(Beginning of Source data)

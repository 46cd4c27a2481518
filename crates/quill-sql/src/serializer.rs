#[macro_use]
mod fmt;
use fmt::ToSql;

mod alias;
use alias::Aliases;

mod delim;
use delim::{Comma, Delimited};

mod expr;

mod ident;
use ident::Ident;

mod params;
pub use params::{Param, Params, Placeholder};

mod select;

mod update;
pub(crate) use update::{Assignment, UpdateSql};

use crate::{Bindings, Dialect, Form};

use quill_core::{
    err,
    schema::ColumnId,
    stmt::{Expr, TableRef, Value},
    Error, Result, Schema,
};

use std::collections::HashMap;

/// Serialize a compiled UPDATE to a SQL string
#[derive(Debug)]
pub(crate) struct Serializer<'a> {
    /// Schema against which the statement is to be serialized
    schema: &'a Schema,

    /// The target dialect decides identifier quoting and placeholder syntax.
    dialect: &'a Dialect,
}

struct Formatter<'a, T> {
    /// Handle to the serializer
    serializer: &'a Serializer<'a>,

    /// Where to write the serialized SQL
    dst: &'a mut String,

    /// Where to store parameters
    params: &'a mut T,

    /// Parameter names assigned by the binder
    bindings: &'a Bindings<'a>,

    /// Placeholders of parameters already pushed, by name. Named styles send
    /// a repeated parameter once.
    sent: HashMap<String, Placeholder>,

    /// Names of aliased and derived tables
    aliases: Aliases,

    /// Tables of the enclosing statements. Scalar subqueries correlate to
    /// them instead of listing them again.
    correlate: Vec<TableRef>,

    /// First failure. `ToSql` impls cannot return errors.
    error: Option<Error>,
}

impl<'a> Serializer<'a> {
    pub(crate) fn new(schema: &'a Schema, dialect: &'a Dialect) -> Self {
        Serializer { schema, dialect }
    }

    pub(crate) fn serialize(
        &self,
        form: Form,
        stmt: &UpdateSql<'_>,
        bindings: &Bindings<'_>,
        params: &mut impl Params,
    ) -> Result<String> {
        let mut ret = String::new();

        let mut fmt = Formatter {
            serializer: self,
            dst: &mut ret,
            params,
            bindings,
            sent: HashMap::new(),
            aliases: Aliases::default(),
            correlate: vec![],
            error: None,
        };

        match form {
            Form::SingleTable => update::render(&update::SingleTable, stmt, &mut fmt),
            Form::CorrelatedFrom => update::render(&update::CorrelatedFrom, stmt, &mut fmt),
            Form::MultiTable => update::render(&update::MultiTable, stmt, &mut fmt),
        }

        match fmt.error {
            Some(err) => Err(err),
            None => Ok(ret),
        }
    }
}

impl<T: Params> Formatter<'_, T> {
    /// Writes the placeholder of a literal named by the binder.
    fn bind_expr(&mut self, expr: &Expr, value: &Value) {
        let bindings = self.bindings;
        match bindings.expr(expr) {
            Some(name) => self.bind(name, value),
            None => self.fail(err!("literal {value:?} has no bind parameter")),
        }
    }

    /// Writes the placeholder of a generated column value.
    fn bind_column(&mut self, column: ColumnId, value: &Value) {
        let bindings = self.bindings;
        match bindings.column(column) {
            Some(name) => self.bind(name, value),
            None => {
                let schema = self.serializer.schema;
                let name = &schema.column(column).name;
                self.fail(err!("generated column `{name}` has no bind parameter"))
            }
        }
    }

    fn bind(&mut self, name: &str, value: &Value) {
        let style = self.serializer.dialect.param_style;

        let sent = if style.is_positional() {
            None
        } else {
            self.sent.get(name).copied()
        };

        let placeholder = match sent {
            Some(placeholder) => placeholder,
            None => {
                let placeholder = self.params.push(name, value);
                self.sent.insert(name.to_string(), placeholder);
                placeholder
            }
        };

        params::Bind { name, placeholder }.to_sql(self);
    }

    fn fail(&mut self, err: Error) {
        self.error.get_or_insert(err);
    }

    /// Name a table reference renders under, `None` for a plain table.
    fn alias(&mut self, table_ref: &TableRef) -> Option<String> {
        self.aliases.name(self.serializer.schema, table_ref)
    }
}
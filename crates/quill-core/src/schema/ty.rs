use crate::stmt::Value;

/// Column type tag
#[derive(Debug, Clone, Copy, PartialEq, Eq)]
pub enum Type {
    Bool,
    I64,
    F64,
    String,
}

impl Type {
    /// Returns `true` if `value` can be stored in a column of this type.
    /// `NULL` is accepted by every type; nullability is checked separately.
    pub fn accepts(self, value: &Value) -> bool {
        matches!(
            (self, value),
            (_, Value::Null)
                | (Type::Bool, Value::Bool(_))
                | (Type::I64, Value::I64(_))
                | (Type::F64, Value::F64(_) | Value::I64(_))
                | (Type::String, Value::String(_))
        )
    }
}
use crate::stmt::Value;

use std::{fmt, sync::Arc};

/// Client-side generator for a column's value on UPDATE.
///
/// Generators fire only for tables the statement actually writes, and only
/// for columns the statement does not assign explicitly.
#[derive(Clone)]
pub enum OnUpdate {
    /// A fixed value
    Value(Value),

    /// Invoked once per compiled statement
    Func(Arc<dyn Fn() -> Value + Send + Sync>),
}

impl OnUpdate {
    pub fn func(f: impl Fn() -> Value + Send + Sync + 'static) -> Self {
        Self::Func(Arc::new(f))
    }

    /// Computes the value to write.
    pub fn eval(&self) -> Value {
        match self {
            Self::Value(value) => value.clone(),
            Self::Func(f) => f(),
        }
    }
}

impl fmt::Debug for OnUpdate {
    fn fmt(&self, fmt: &mut fmt::Formatter<'_>) -> fmt::Result {
        match self {
            Self::Value(value) => fmt.debug_tuple("Value").field(value).finish(),
            Self::Func(_) => fmt.write_str("Func(..)"),
        }
    }
}
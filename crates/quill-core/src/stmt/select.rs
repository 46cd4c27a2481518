use super::{Expr, ExprColumn, Filter, TableRef};
use crate::Schema;

use std::sync::Arc;

/// A SELECT used as a subquery.
///
/// The FROM list is not stated; it is derived from the tables the
/// projection and filter reference.
#[derive(Debug, Clone)]
pub struct Select {
    /// Projected expressions, in order
    pub columns: Vec<Expr>,

    pub filter: Filter,
}

/// An aliased [`Select`], usable as a derived table or a scalar subquery.
#[derive(Debug)]
pub struct Subquery {
    pub select: Select,

    /// Explicit alias. Anonymous subqueries are named `anon_<n>` per compile
    /// call.
    pub name: Option<String>,

    /// Output name of each projected column
    labels: Vec<String>,
}

impl Select {
    pub fn new<I>(columns: I) -> Select
    where
        I: IntoIterator,
        I::Item: Into<Expr>,
    {
        Select {
            columns: columns.into_iter().map(Into::into).collect(),
            filter: Filter::default(),
        }
    }

    /// Appends a term to the WHERE clause.
    pub fn filter(mut self, expr: impl Into<Expr>) -> Select {
        self.filter.push(expr.into());
        self
    }

    /// Turns the select into an anonymous subquery.
    pub fn alias(self, schema: &Schema) -> Arc<Subquery> {
        Subquery::new(schema, self, None)
    }

    pub fn alias_as(self, schema: &Schema, name: impl Into<String>) -> Arc<Subquery> {
        Subquery::new(schema, self, Some(name.into()))
    }
}

impl Subquery {
    fn new(schema: &Schema, select: Select, name: Option<String>) -> Arc<Subquery> {
        // Columns keep their own name, labelled expressions their label.
        // Anything else gets a positional label.
        let labels = select
            .columns
            .iter()
            .enumerate()
            .map(|(i, expr)| match expr.bind_base(schema) {
                Some(name) => name.to_string(),
                None => format!("column{}", i + 1),
            })
            .collect();

        Arc::new(Subquery {
            select,
            name,
            labels,
        })
    }

    /// References a projected column by its label.
    ///
    /// # Panics
    ///
    /// Panics if no projected column has that label.
    pub fn c(self: &Arc<Self>, name: &str) -> Expr {
        let Some(index) = self.labels.iter().position(|label| label == name) else {
            panic!("subquery has no column labelled `{name}`");
        };

        ExprColumn {
            source: TableRef::from(self),
            index,
        }
        .into()
    }

    pub fn label(&self, index: usize) -> &str {
        &self.labels[index]
    }

    pub fn labels(&self) -> impl ExactSizeIterator<Item = &str> + '_ {
        self.labels.iter().map(String::as_str)
    }
}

(End of Source data)

Work instruction:
Only one stretch of the data above is needed. Restate it word for word, from the line containing "per compiled statement" through the line containing "value to write.", both ends included.

Response box:
    /// Invoked once per compiled statement
    Func(Arc<dyn Fn() -> Value + Send + Sync>),
}

impl OnUpdate {
    pub fn func(f: impl Fn() -> Value + Send + Sync + 'static) -> Self {
        Self::Func(Arc::new(f))
    }

    /// Computes the value to write.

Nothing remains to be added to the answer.